Search code examples
pythoncsvgzipadapter

Using Gzip in Python3 with Csv


The goal is to create python2.7 and >=python3.6 compatible code.

This code currently works on python2.7. It creates a GzipFile object and later writes lists to the gzip file. It lastly uploads the gzip file to an s3 bucket.

Starting with:

data = [ [1, 2, 3], [4, 5, 6], ["a", 3, "iamastring"] ]

I tried:

def get_gzip_writer(path):
  with s3_reader.open(path) as s3_file:
    with gzip.GzipFile(fileobj=s3_file, mode="w") as gzip_file:
      yield csv.writer(gzip_file)

However, this code does not work on python3 due to csv giving str whereas gzip expects bytes. It's important to keep gzip in bytes due to how it's used/read later on. That means using io.TextIOWrapper does not work in this specific use case.

I have tried to create an adapter class.

class BytesToBytes(object):
  def __init__(self, stream, dialect, encoding, **kwargs):
    self.temp = six.StringIO()
    self.writer = csv.writer(self.temp, dialect, **kwargs)
    self.stream = stream
    self.encoding = encoding
  
  def writerow(self, row):
    self.writer.writerow([s.decode('utf-8') if hasattr(s, 'decode') else s for s in row])
    self.stream.write(six.ensure_binary(self.temp.getvalue(), encoding))
    self.temp.seek(0)
    self.temp.truncate(0)

With the updated code looking like:

def get_gzip_writer(path):
  with s3_reader.open(path) as s3_file:
    with gzip.GzipFile(fileobj=s3_file, mode="w") as gzip_file:
      yield BytesToBytes(gzip_file)

This works, but it seems excessive to have a full class for the purpose of this singular use case.
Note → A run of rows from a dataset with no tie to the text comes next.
use std::sync::atomic::{AtomicI64, Ordering};

use anyhow::Result;
use async_trait::async_trait;
use chrono::Utc;
use shared::{
    domain::{JobId, ResumeId},
    protocol::{JobRecord, ResumeRecord},
};
use tokio::sync::watch;
use tracing::info;

pub mod candidates;
pub mod dashboard;
pub mod http;
pub mod render;
pub mod session;
pub mod upload;

pub use candidates::{
    CandidateQuery, CandidateRepository, FitFilter, SortKey, StaticCandidateRepository, ViewMode,
};
pub use dashboard::{
    uploads_unavailable_notice, RecruiterDashboard, StudentDashboard, View, ViewRouter,
};
pub use http::BackendClient;
pub use session::{UploadEvent, UploadSession};
pub use upload::{
    AcceptPolicy, SelectedFile, UploadError, UploadLifecycle, UploadPhase, UploadProgress,
};

/// Default backend address when nothing else is configured.
pub const DEFAULT_API_BASE_URL: &str = "http://localhost:8000";

/// Remote side of both dashboards.
///
/// Implementations make exactly one attempt per call; retries are a user
/// decision made through the upload lifecycle.
#[async_trait]
pub trait UploadBackend: Send + Sync {
    /// Sends one resume. Byte-level progress, when the implementation can
    /// observe it, is published on `progress`.
    async fn upload_resume(
        &self,
        file: &SelectedFile,
        progress: watch::Sender<UploadProgress>,
    ) -> Result<ResumeRecord>;
    async fn list_resumes(&self) -> Result<Vec<ResumeRecord>>;
    async fn upload_job(&self, file: &SelectedFile, title: &str) -> Result<JobRecord>;
    async fn list_jobs(&self) -> Result<Vec<JobRecord>>;
}

/// Backend that never touches the network. Uploads resolve immediately with
/// locally assigned ids and progress stays indeterminate.
#[derive(Debug)]
pub struct OfflineUploadBackend {
    next_id: AtomicI64,
}

impl OfflineUploadBackend {
    pub fn new() -> Self {
        Self {
            next_id: AtomicI64::new(1),
        }
    }

    fn allocate_id(&self) -> i64 {
        self.next_id.fetch_add(1, Ordering::Relaxed)
    }
}

impl Default for OfflineUploadBackend {
    fn default() -> Self {
        Self::new()
    }
}

fn extracted_text(file: &SelectedFile) -> String {
    if file.mime_type().starts_with("text/") {
        String::from_utf8_lossy(file.bytes()).into_owned()
    } else {
        String::new()
    }
}

#[async_trait]
impl UploadBackend for OfflineUploadBackend {
    async fn upload_resume(
        &self,
        file: &SelectedFile,
        _progress: watch::Sender<UploadProgress>,
    ) -> Result<ResumeRecord> {
        let record = ResumeRecord {
            id: ResumeId(self.allocate_id()),
            filename: file.name().to_string(),
            text: extracted_text(file),
            created_at: Some(Utc::now().to_rfc3339()),
        };
        info!(resume_id = record.id.0, filename = file.name(), "stored resume offline");
        Ok(record)
    }

    async fn list_resumes(&self) -> Result<Vec<ResumeRecord>> {
        Ok(Vec::new())
    }

    async fn upload_job(&self, file: &SelectedFile, title: &str) -> Result<JobRecord> {
        let record = JobRecord {
            id: JobId(self.allocate_id()),
            title: Some(title.to_string()),
            filename: Some(file.name().to_string()),
            text: Some(extracted_text(file)),
            created_at: Some(Utc::now().to_rfc3339()),
        };
        info!(job_id = record.id.0, title, "stored job description offline");
        Ok(record)
    }

    async fn list_jobs(&self) -> Result<Vec<JobRecord>> {
        Ok(Vec::new())
    }
}

#[cfg(test)]
#[path = "tests/support.rs"]
mod test_support;

#[cfg(test)]
#[path = "tests/lib_tests.rs"]
mod tests;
This is the code that calls the above:

def write_data(data, url):
  with get_gzip_writer(url) as writer:
    for row in data:
      writer.writerow(row)
  return url

What options are available for working with GzipFile (while maintaining bytes for read/write) without creating an entire adapter class?


Solution

  • I've read and considered your concern w/keeping the GZip file in binary mode, and I think you can still use TextIOWrapper. My understanding is that its job is to provide an interface for writing bytes from text (my emphasis):

    A buffered text stream providing higher-level access to a BufferedIOBase buffered binary stream.
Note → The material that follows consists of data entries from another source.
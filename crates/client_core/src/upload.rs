//! Upload lifecycle state machine.
//!
//! `Idle -> FileSelected -> Submitting -> Succeeded | Failed`. A new selection
//! from either terminal state returns to `FileSelected`. The drag flag is
//! tracked alongside the phase and never touches the selection.

use std::sync::Arc;

use shared::{
    error::{Notice, OperationFailure},
    protocol::ResumeRecord,
};
use thiserror::Error;
use tracing::debug;

pub const PDF_MIME: &str = "application/pdf";
pub const DOCX_MIME: &str =
    "application/vnd.openxmlformats-officedocument.wordprocessingml.document";
pub const TEXT_MIME: &str = "text/plain";

/// User-facing message for any transport failure.
pub const UPLOAD_FAILED_MESSAGE: &str = "We couldn't upload your resume. Please try again.";

#[derive(Debug, Clone, Copy, PartialEq, Eq, Default)]
pub enum AcceptPolicy {
    /// PDF and DOCX.
    #[default]
    Documents,
    /// PDF, DOCX and plain text.
    DocumentsAndText,
}

impl AcceptPolicy {
    pub fn accepted_types(self) -> &'static [&'static str] {
        match self {
            AcceptPolicy::Documents => &[PDF_MIME, DOCX_MIME],
            AcceptPolicy::DocumentsAndText => &[PDF_MIME, DOCX_MIME, TEXT_MIME],
        }
    }

    pub fn describe(self) -> &'static str {
        match self {
            AcceptPolicy::Documents => "PDF or DOCX",
            AcceptPolicy::DocumentsAndText => "PDF, DOCX or TXT",
        }
    }

    /// Compares the essence of `declared` (parameters such as `charset` are
    /// ignored) against the allow-list.
    pub fn accepts(self, declared: &str) -> bool {
        let essence = declared
            .split(';')
            .next()
            .unwrap_or_default()
            .trim()
            .to_ascii_lowercase();
        self.accepted_types().contains(&essence.as_str())
    }

    pub fn check(self, file: &SelectedFile) -> Result<(), UploadError> {
        if self.accepts(file.mime_type()) {
            Ok(())
        } else {
            Err(UploadError::InvalidFileType {
                declared: file.mime_type().to_string(),
                accepted: self.describe(),
            })
        }
    }
}

/// A file chosen by the user. Cloning shares the contents.
#[derive(Debug, Clone, PartialEq, Eq)]
pub struct SelectedFile {
    name: String,
    mime_type: String,
    bytes: Arc<[u8]>,
}

impl SelectedFile {
    pub fn new(name: impl Into<String>, mime_type: impl Into<String>, bytes: Vec<u8>) -> Self {
        Self {
            name: name.into(),
            mime_type: mime_type.into(),
            bytes: bytes.into(),
        }
    }

    pub fn name(&self) -> &str {
        &self.name
    }

    pub fn mime_type(&self) -> &str {
        &self.mime_type
    }

    pub fn bytes(&self) -> &[u8] {
        &self.bytes
    }

    pub fn len(&self) -> usize {
        self.bytes.len()
    }

    pub fn is_empty(&self) -> bool {
        self.bytes.is_empty()
    }
}

#[derive(Debug, Clone, Copy, PartialEq, Eq, Default)]
pub enum UploadProgress {
    /// The transport has not reported byte counts.
    #[default]
    Indeterminate,
    Transferred { sent: u64, total: u64 },
}

impl UploadProgress {
    pub fn percent(self) -> Option<u8> {
        match self {
            UploadProgress::Indeterminate => None,
            UploadProgress::Transferred { total: 0, .. } => Some(100),
            UploadProgress::Transferred { sent, total } => {
                Some((sent.min(total) * 100 / total) as u8)
            }
        }
    }
}

#[derive(Debug, Clone, PartialEq, Eq, Default)]
pub enum UploadPhase {
    #[default]
    Idle,
    FileSelected {
        file: SelectedFile,
    },
    Submitting {
        file: SelectedFile,
        progress: UploadProgress,
    },
    Succeeded {
        record: ResumeRecord,
    },
    /// The file is kept so the user can retry without choosing it again.
    Failed {
        file: SelectedFile,
        message: String,
    },
}

impl UploadPhase {
    pub fn label(&self) -> &'static str {
        match self {
            UploadPhase::Idle => "idle",
            UploadPhase::FileSelected { .. } => "file_selected",
            UploadPhase::Submitting { .. } => "submitting",
            UploadPhase::Succeeded { .. } => "succeeded",
            UploadPhase::Failed { .. } => "failed",
        }
    }

    pub fn is_submitting(&self) -> bool {
        matches!(self, UploadPhase::Submitting { .. })
    }
}

#[derive(Debug, Clone, Error, PartialEq, Eq)]
pub enum UploadError {
    #[error("unsupported file type `{declared}`; please upload a {accepted} file")]
    InvalidFileType {
        declared: String,
        accepted: &'static str,
    },
    #[error("no file selected; choose a resume before submitting")]
    NothingSelected,
    #[error("an upload is already in progress")]
    AlreadySubmitting,
    #[error("there is no failed upload to retry")]
    NothingToRetry,
    #[error("no upload is in progress")]
    NotSubmitting,
}

impl UploadError {
    /// Only a rejected file is a failed operation. The other variants are
    /// calls made in the wrong phase and have no failure category.
    pub fn to_failure(&self) -> Option<OperationFailure> {
        match self {
            UploadError::InvalidFileType { accepted, .. } => Some(OperationFailure::validation(
                format!("Please upload a {accepted} file"),
            )),
            _ => None,
        }
    }

    pub fn notice(&self) -> Notice {
        match self.to_failure() {
            Some(failure) => Notice::from_failure(&failure),
            None => Notice::info("Upload not started", self.to_string()),
        }
    }
}

#[derive(Debug, Default)]
pub struct UploadLifecycle {
    policy: AcceptPolicy,
    phase: UploadPhase,
    drag_active: bool,
    history: Vec<ResumeRecord>,
}

impl UploadLifecycle {
    pub fn new(policy: AcceptPolicy) -> Self {
        Self {
            policy,
            ..Self::default()
        }
    }

    pub fn policy(&self) -> AcceptPolicy {
        self.policy
    }

    pub fn phase(&self) -> &UploadPhase {
        &self.phase
    }

    pub fn is_drag_active(&self) -> bool {
        self.drag_active
    }

    /// Prior results, most recent first.
    pub fn history(&self) -> &[ResumeRecord] {
        &self.history
    }

    pub fn load_history(&mut self, records: Vec<ResumeRecord>) {
        self.history = records;
    }

    pub fn selected_file(&self) -> Option<&SelectedFile> {
        match &self.phase {
            UploadPhase::FileSelected { file }
            | UploadPhase::Submitting { file, .. }
            | UploadPhase::Failed { file, .. } => Some(file),
            UploadPhase::Idle | UploadPhase::Succeeded { .. } => None,
        }
    }

    pub fn drag_enter(&mut self) {
        self.drag_active = true;
    }

    pub fn drag_over(&mut self) {
        self.drag_active = true;
    }

    pub fn drag_leave(&mut self) {
        self.drag_active = false;
    }

    /// Replaces any pending selection. Rejected types leave the phase as it was.
    pub fn select_file(&mut self, file: SelectedFile) -> Result<(), UploadError> {
        if self.phase.is_submitting() {
            return Err(UploadError::AlreadySubmitting);
        }
        if let Err(err) = self.policy.check(&file) {
            debug!(
                filename = file.name(),
                mime_type = file.mime_type(),
                "rejected file selection"
            );
            return Err(err);
        }
        debug!(filename = file.name(), bytes = file.len(), "file selected");
        self.phase = UploadPhase::FileSelected { file };
        Ok(())
    }

    /// Selects the first dropped file. Returns `Ok(false)` for an empty drop.
    pub fn drop_files(
        &mut self,
        files: impl IntoIterator<Item = SelectedFile>,
    ) -> Result<bool, UploadError> {
        self.drag_active = false;
        match files.into_iter().next() {
            Some(file) => self.select_file(file).map(|()| true),
            None => Ok(false),
        }
    }

    /// Clears a pending selection without submitting it.
    pub fn cancel_selection(&mut self) -> Result<(), UploadError> {
        match self.phase {
            UploadPhase::FileSelected { .. } => {
                self.phase = UploadPhase::Idle;
                Ok(())
            }
            UploadPhase::Submitting { .. } => Err(UploadError::AlreadySubmitting),
            _ => Err(UploadError::NothingSelected),
        }
    }

    /// Moves to `Submitting` and hands back the file to send.
    pub fn begin_submit(&mut self) -> Result<SelectedFile, UploadError> {
        match std::mem::take(&mut self.phase) {
            UploadPhase::FileSelected { file } => {
                self.phase = UploadPhase::Submitting {
                    file: file.clone(),
                    progress: UploadProgress::Indeterminate,
                };
                Ok(file)
            }
            other => {
                let err = if other.is_submitting() {
                    UploadError::AlreadySubmitting
                } else {
                    UploadError::NothingSelected
                };
                self.phase = other;
                Err(err)
            }
        }
    }

    pub fn report_progress(&mut self, update: UploadProgress) -> Result<(), UploadError> {
        match &mut self.phase {
            UploadPhase::Submitting { progress, .. } => {
                *progress = update;
                Ok(())
            }
            _ => Err(UploadError::NotSubmitting),
        }
    }

    /// Records the result first in history and clears the selection.
    pub fn succeed(&mut self, record: ResumeRecord) -> Result<(), UploadError> {
        if !self.phase.is_submitting() {
            return Err(UploadError::NotSubmitting);
        }
        self.history.insert(0, record.clone());
        self.phase = UploadPhase::Succeeded { record };
        Ok(())
    }

    pub fn fail(&mut self, message: impl Into<String>) -> Result<(), UploadError> {
        match std::mem::take(&mut self.phase) {
            UploadPhase::Submitting { file, .. } => {
                self.phase = UploadPhase::Failed {
                    file,
                    message: message.into(),
                };
                Ok(())
            }
            other => {
                self.phase = other;
                Err(UploadError::NotSubmitting)
            }
        }
    }

    /// Re-arms the retained file after a failure.
    pub fn retry(&mut self) -> Result<(), UploadError> {
        match std::mem::take(&mut self.phase) {
            UploadPhase::Failed { file, .. } => {
                self.phase = UploadPhase::FileSelected { file };
                Ok(())
            }
            other => {
                self.phase = other;
                Err(UploadError::NothingToRetry)
            }
        }
    }
}

#[cfg(test)]
#[path = "tests/upload_tests.rs"]
mod tests;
    I interpret that as "text in, bytes out"... which is what your GZip application needs, right? If so, then for Python3 we need to give the CSV writer something that accepts strings but ultimately writes bytes.

    Enter TextIOWrapper with a UTF-8 encoding, accepting strings from csv.writer's writerow/s() methods and writing UTF-8-encoded bytes to gzip_file.
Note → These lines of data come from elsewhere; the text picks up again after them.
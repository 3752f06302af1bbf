//! Sidebar Component
//!
//! Dashboard navigation with a logout button at the bottom.

use leptos::prelude::*;

use dashboard_core::Route;

use crate::context::{use_navigator, use_session};

#[component]
pub fn Sidebar(
    /// Route currently on screen, for highlighting
    #[prop(into)] active: Signal<Route>,
) -> impl IntoView {
    let navigator = use_navigator();
    let session = use_session();

    let logout = move |_| {
        session.logout();
        navigator.navigate(Route::Login);
    };

    view! {
        <aside class="sidebar">
            <div class="sidebar-title">"Admin"</div>
            <nav class="sidebar-nav">
                {Route::DASHBOARD.iter().copied().map(|route| {
                    view! {
                        <button
                            class="nav-item"
                            class:active=move || active.get() == route
                            on:click=move |_| navigator.navigate(route)
                        >
                            {route.label()}
                        </button>
                    }
                }).collect_view()}
            </nav>
            <button class="nav-item logout-btn" on:click=logout>"Logout"</button>
        </aside>
    }
}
    I've run this in Python2 and 3, and unzipped the file and it looks good:

    import csv, gzip, io, six
    
    def get_gzip_writer(path):
      with open(path, 'wb') as s3_file:
        with gzip.GzipFile(fileobj=s3_file, mode='wb') as gzip_file:
            if six.PY3:
                with io.TextIOWrapper(gzip_file, encoding='utf-8') as wrapper:
                    yield csv.writer(wrapper)
            elif six.PY2:
                yield csv.writer(gzip_file)
            else:
                raise ValueError('Neither Python2 or 3?!')
    
    
    data = [[1,2,3],['a','b','c']]
    url = 'output.gz'
    
    for writer in get_gzip_writer(url):
        for row in data:
            writer.writerow(row)